This post is about listening to that little, insistent voice that tells you where you should go. And also one other thing.
Last summer I was pulling out of a year-long tailspin that included (not necessarily in order of importance): race failures, a horrible running injury, my coach moving away, a bad bout of major depression and a truly alarming series of medical crises in my family. It sucked. It really, really sucked.
Things had started to look up in June and, as part of my “let’s get back to life” strategy I was forcing myself to go do things. If a social or cultural opportunity came my way, I told myself, I was going to take it. So when an invitation to see the world premiere of this show landed in my inbox in early July, I was open to it. But then immediately I closed myself off to it.
I almost didn’t go for a variety of reasons: I would have to drive all the way to Brooklyn; it was going to be hot that day; and I didn’t even like theatre all that much (at the time). But mostly it was because the words “one person show” strike fear into my heart. When it goes wrong, it goes terribly wrong. I didn’t want to spend an entire afternoon pretending to like someone else’s navel-gazing piece of garbage and, empathetic person that I tend to be, also suffering the vicarious sadness of watching her creative dream go down in flames.
I almost didn’t go. But something told me I should go. So I went.
I loved the show. I hung around afterwards. Then I asked the creator and star out to lunch about a week later. We became good friends. She gave me a ton of encouragement. Over the coming months, I changed. I got interested in doing something with my own writing. Then I got interested in performing. That led to a storytelling class and, now, an acting class. In the meantime, I helped out with the one woman show’s fall run, helping to promote the thing and get other people to go see it. For many months I existed in a kind of weird limbo: half fan and half unofficial team member. I didn’t have any idea where any of this was going. It didn’t matter. I just went with it.
Now it’s nearly a year later and I’m fully in the vortex that is ENDURE: A Run Woman Show. And, you know, I still have no idea where this is going. But it doesn’t matter. I’m still feeling like I should go. So I’m going.

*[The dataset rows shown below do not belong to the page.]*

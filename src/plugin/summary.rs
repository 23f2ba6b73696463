use super::{HeaderInfo, ParseIssue, Plugin};
use crate::datatypes::{FormId, Signature};
use crate::dispatch;
use crate::field::{FieldContext, FieldValue};
use crate::group::{Group, GroupLabel, GroupType, Node};
use crate::record::Record;
use crate::utils::Result;
use serde::Serialize;

/// 子记录摘要
#[derive(Debug, Clone, Serialize)]
pub struct FieldSummary {
    pub signature: Signature,
    #[serde(skip_serializing_if = "Option::is_none")]
    pub name: Option<&'static str>,
    pub value: FieldValue,
}

/// 节点摘要（平铺，按深度缩进）
#[derive(Debug, Clone, Serialize)]
#[serde(tag = "node", rename_all = "lowercase")]
pub enum NodeSummary {
    Record {
        depth: usize,
        signature: Signature,
        form_id: FormId,
        flags: u32,
        #[serde(skip_serializing_if = "Option::is_none")]
        offset: Option<u64>,
        #[serde(skip_serializing_if = "Option::is_none")]
        editor_id: Option<String>,
        compressed: bool,
        opaque: bool,
        fields: Vec<FieldSummary>,
    },
    Group {
        depth: usize,
        label: GroupLabel,
        group_type: GroupType,
        #[serde(skip_serializing_if = "Option::is_none")]
        offset: Option<u64>,
        opaque: bool,
        children: usize,
    },
}

/// 整个文档的摘要
#[derive(Debug, Clone, Serialize)]
pub struct PluginSummary {
    #[serde(skip_serializing_if = "Option::is_none")]
    pub header_info: Option<HeaderInfo>,
    #[serde(skip_serializing_if = "Option::is_none")]
    pub author: Option<String>,
    #[serde(skip_serializing_if = "Option::is_none")]
    pub description: Option<String>,
    pub masters: Vec<String>,
    pub header: NodeSummary,
    pub nodes: Vec<NodeSummary>,
    pub issues: Vec<ParseIssue>,
}

impl NodeSummary {
    pub fn of_record(record: &Record, depth: usize, ctx: FieldContext) -> Self {
        let fields = record
            .subrecords()
            .iter()
            .map(|sr| FieldSummary {
                signature: sr.signature,
                name: dispatch::field_name(record.signature(), sr.signature),
                value: record.decode_subrecord(sr, ctx),
            })
            .collect();

        NodeSummary::Record {
            depth,
            signature: record.signature(),
            form_id: record.form_id(),
            flags: record.flags().bits(),
            offset: record.offset(),
            editor_id: record.get_editor_id(),
            compressed: record.is_compressed(),
            opaque: record.is_opaque(),
            fields,
        }
    }

    pub fn of_group(group: &Group, depth: usize) -> Self {
        NodeSummary::Group {
            depth,
            label: group.label_value(),
            group_type: group.group_type,
            offset: group.offset(),
            opaque: group.is_opaque(),
            children: group.children.len(),
        }
    }

    pub fn of_node(node: &Node, depth: usize, ctx: FieldContext) -> Self {
        match node {
            Node::Record(record) => Self::of_record(record, depth, ctx),
            Node::Group(group) => Self::of_group(group, depth),
        }
    }
}

impl Plugin {
    /// 生成摘要（字段按需解码，不修改文档）
    pub fn summary(&self) -> PluginSummary {
        let ctx = self.field_context();
        PluginSummary {
            header_info: self.header_info(),
            author: self.author(),
            description: self.description(),
            masters: self.masters(),
            header: NodeSummary::of_record(&self.header, 0, ctx),
            nodes: self
                .walk()
                .map(|(depth, node)| NodeSummary::of_node(node, depth, ctx))
                .collect(),
            issues: self.issues.clone(),
        }
    }

    /// 摘要的 JSON 形式
    pub fn to_json(&self) -> Result<String> {
        Ok(serde_json::to_string_pretty(&self.summary())?)
    }
}
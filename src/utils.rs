use crate::datatypes::Signature;
use serde::Serialize;
use thiserror::Error;
use std::path::Path;

/// 自定义错误类型
///
/// 结构性错误都携带发生位置（文件内绝对偏移）和签名上下文。
#[derive(Error, Debug)]
pub enum EspError {
    /// 数据在声明的结构中途结束
    #[error(
        "Truncated input{} at offset 0x{offset:X}: need {needed} bytes, {available} available",
        signature_context(.signature)
    )]
    TruncatedInput {
        offset: u64,
        needed: usize,
        available: usize,
        /// 正在读取的记录签名，组为 GRUP 或组标签
        signature: Option<Signature>,
    },

    /// 压缩数据损坏或解压大小与前缀不一致
    #[error("Corrupt record {signature} at offset 0x{offset:X}: {reason}")]
    CorruptRecord {
        offset: u64,
        signature: Signature,
        reason: String,
    },

    /// 子记录消耗的字节数与记录声明的大小不一致
    #[error("Malformed record {signature} at offset 0x{offset:X}: declared {declared} bytes, subrecords consume {consumed}")]
    MalformedRecord {
        offset: u64,
        signature: Signature,
        declared: u64,
        consumed: u64,
    },

    /// 组内容与组声明的大小不一致
    #[error("Malformed group '{label}' at offset 0x{offset:X}: declared {declared} bytes, content needs {consumed}")]
    MalformedGroup {
        offset: u64,
        label: Signature,
        declared: u64,
        consumed: u64,
    },

    /// 字段值无法用其固定编码表示
    #[error("Invalid value for field {signature}: {reason}")]
    InvalidFieldValue {
        signature: Signature,
        reason: String,
    },

    #[error("Invalid file format: expected TES4 header, found {0}")]
    InvalidFormat(Signature),

    #[error("Input too large: {size} bytes exceeds limit of {limit} bytes")]
    InputTooLarge { size: u64, limit: u64 },

    #[error("Parsing cancelled at offset 0x{offset:X}")]
    Cancelled { offset: u64 },

    #[error("IO error: {0}")]
    IoError(#[from] std::io::Error),

    #[error("JSON error: {0}")]
    JsonError(#[from] serde_json::Error),
}

/// 错误分类（用于恢复策略和报告）
#[derive(Debug, Clone, Copy, PartialEq, Eq, Serialize)]
pub enum ErrorKind {
    TruncatedInput,
    CorruptRecord,
    MalformedRecord,
    MalformedGroup,
    InvalidFieldValue,
    InvalidFormat,
    InputTooLarge,
    Cancelled,
    Io,
}

impl EspError {
    /// 获取错误分类
    pub fn kind(&self) -> ErrorKind {
        match self {
            EspError::TruncatedInput { .. } => ErrorKind::TruncatedInput,
            EspError::CorruptRecord { .. } => ErrorKind::CorruptRecord,
            EspError::MalformedRecord { .. } => ErrorKind::MalformedRecord,
            EspError::MalformedGroup { .. } => ErrorKind::MalformedGroup,
            EspError::InvalidFieldValue { .. } => ErrorKind::InvalidFieldValue,
            EspError::InvalidFormat(_) => ErrorKind::InvalidFormat,
            EspError::InputTooLarge { .. } => ErrorKind::InputTooLarge,
            EspError::Cancelled { .. } => ErrorKind::Cancelled,
            EspError::IoError(_) | EspError::JsonError(_) => ErrorKind::Io,
        }
    }

    /// 为截断错误补上签名上下文（已有时保留）
    pub(crate) fn with_signature(self, context: Signature) -> Self {
        match self {
            EspError::TruncatedInput { offset, needed, available, signature } => EspError::TruncatedInput {
                offset,
                needed,
                available,
                signature: signature.or(Some(context)),
            },
            other => other,
        }
    }

    /// 错误发生的偏移（如果有）
    pub fn offset(&self) -> Option<u64> {
        match self {
            EspError::TruncatedInput { offset, .. }
            | EspError::CorruptRecord { offset, .. }
            | EspError::MalformedRecord { offset, .. }
            | EspError::MalformedGroup { offset, .. }
            | EspError::Cancelled { offset } => Some(*offset),
            _ => None,
        }
    }

    /// 是否可以通过按声明大小跳过来恢复
    pub fn is_recoverable(&self) -> bool {
        matches!(
            self.kind(),
            ErrorKind::CorruptRecord | ErrorKind::MalformedRecord | ErrorKind::MalformedGroup
        )
    }

    pub(crate) fn invalid_field(signature: Signature, reason: impl Into<String>) -> Self {
        EspError::InvalidFieldValue {
            signature,
            reason: reason.into(),
        }
    }
}

pub type Result<T> = std::result::Result<T, EspError>;

fn signature_context(signature: &Option<Signature>) -> String {
    match signature {
        Some(signature) => format!(" in {}", signature),
        None => String::new(),
    }
}

/// 创建文件备份
pub fn create_backup(file_path: &Path) -> Result<std::path::PathBuf> {
    if !file_path.exists() {
        return Err(EspError::IoError(std::io::Error::new(
            std::io::ErrorKind::NotFound,
            "原文件不存在"
        )));
    }

    let timestamp = chrono::Local::now().format("%Y-%m-%d-%H-%M-%S");
    let backup_path = file_path.with_extension(format!("{}.bak", timestamp));

    std::fs::copy(file_path, &backup_path)?;

    Ok(backup_path)
}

Where am I going? Well, actually, I’m going to London and Scotland. With this show. This summer. I have a title (Associate Producer), which I am totally unqualified to hold, probably, except that I seem to be pretty good at what I’ve been asked to do so far. I’m project managing the tour. I’ll be doing other things at the actual shows, all of them unglamorous. I can’t wait.
The tour is almost paid for. But not quite. The point of this post wasn’t to ask you for money. It was to tell you to pay attention to your instincts and honor the things that engage you, no matter how foreign, nebulous or terrifying.
But as long as I have your attention, I may as well ask you for money. Can we please have some money?
This show is the real deal. Please support it, so we can bring it to you, wherever you are, eventually.